§ **Stored data**

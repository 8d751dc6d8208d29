//! launchpad - assemble, override, and launch clusters from registered templates

pub mod cli;
pub mod completion;
pub mod core;
pub mod notify;
pub mod pipeline;
pub mod provision;
pub mod registry;

// Re-export commonly used types
pub use crate::core::{
    Configuration, FieldPath, LaunchDocument, LaunchError, LaunchFunction, OverrideSpec, Profile,
    TemplateFile,
};
pub use pipeline::{LaunchEvent, LaunchInput, LaunchPipeline, LaunchReport, PipelineSettings};
pub use provision::{ClusterApi, ClusterStatus, LocalClusterApi};
pub use registry::{InMemoryRegistry, Registry, TemplateKind, TemplateStore};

§ **Problem**
Only lines that contain "pipeline" are needed, so copy each of them from the data.

§ **Answer for this exercise**
pub mod pipeline;
pub use pipeline::{LaunchEvent, LaunchInput, LaunchPipeline, LaunchReport, PipelineSettings};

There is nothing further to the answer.